The medical devices that transmit the germs, are known as duodenoscopes. In a press release, Cedars-Sinai said it had followed the disinfection procedures recommended by the duodenoscope manufacturer, Olympus Corporation. But despite that, Cedars said, it had identified four patients who had a CRE transmission, all linked to the same duodenoscope, between August 2014 and January 2015.
Cedars-Sinai stopped using that particular duodenoscope has since used enhanced disinfection procedures for such equipment. This week it is mailing letters to all 71 patients who had a duodenoscope procedure with that particular scope between August 2014 and February 2015. Although most people who are exposed to CRE do not develop an infection and will clear CRE from their bodies, and there is no evidence at this point that anyone other than the four patients acquired CRE from a duodenoscope, Cedars-Sinai is offering the 68 patients a free home testing kit for CRE that can be sent to Cedars-Sinai for analysis.
Cedars-Sinai is using additional measures to protect patients who need to undergo a procedure involving a duodenoscope.
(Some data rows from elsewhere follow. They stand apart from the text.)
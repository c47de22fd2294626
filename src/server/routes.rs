//! Router configuration for the booking service.

use super::health::{health_check, readiness_check};
use super::state::AppState;
use crate::api::{crews, journeys, orders, routes, stations, train_types, trains};
use axum::{
    Router,
    routing::{get, post},
};
use tower_http::cors::CorsLayer;
use tower_http::trace::TraceLayer;

/// Build the complete Axum router.
///
/// Reference-data CRUD, journey read shapes and the order write path live
/// under `/api`; health probes stay at the root, outside any auth concern.
pub fn build_router(state: AppState) -> Router {
    let api_routes = Router::new()
        // Reference data
        .route("/stations", post(stations::create_station).get(stations::list_stations))
        .route("/crews", post(crews::create_crew).get(crews::list_crews))
        .route(
            "/train-types",
            post(train_types::create_train_type).get(train_types::list_train_types),
        )
        .route("/trains", post(trains::create_train).get(trains::list_trains))
        .route("/trains/:id", get(trains::get_train))
        .route("/routes", post(routes::create_route).get(routes::list_routes))
        // Journeys: write representation plus list/detail read shapes
        .route(
            "/journeys",
            post(journeys::create_journey).get(journeys::list_journeys),
        )
        .route("/journeys/:id", get(journeys::get_journey))
        // Orders: the transactional booking path (requires identity)
        .route("/orders", post(orders::create_order).get(orders::list_orders));

    Router::new()
        .route("/health", get(health_check))
        .route("/ready", get(readiness_check))
        .nest("/api", api_routes)
        .layer(TraceLayer::new_for_http())
        .layer(CorsLayer::permissive())
        .with_state(state)
}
These include enhanced monitoring techniques involving microscopic laboratory analysis of the duodenoscopes, both before and after procedures as well the cleaning and high-level disinfection recommended by the manufacturer.
Cedars-Sinai also announced today that it would resume non-urgent (elective) duodenoscope procedures, which were halted starting Feb. 19 when it first learned of reports from other hospitals that that the manufacturer’s disinfections instructions may not have been sufficient. The decision to resume was based on consultation with other academic medical centers around the nation, as well as with government agencies, about the additional monitoring techniques, including a waiting period for duodenoscopes after disinfection, to allow for an additional bacterial analysis of the duodenoscope before use.
I find it remarkable that UCLA and Cedars would purchase such a device that was not approved by the FDA and that the manufacturer has not been heavily fined for claiming the device was approved by the FDA. Just more incompetence from the Obama Administration.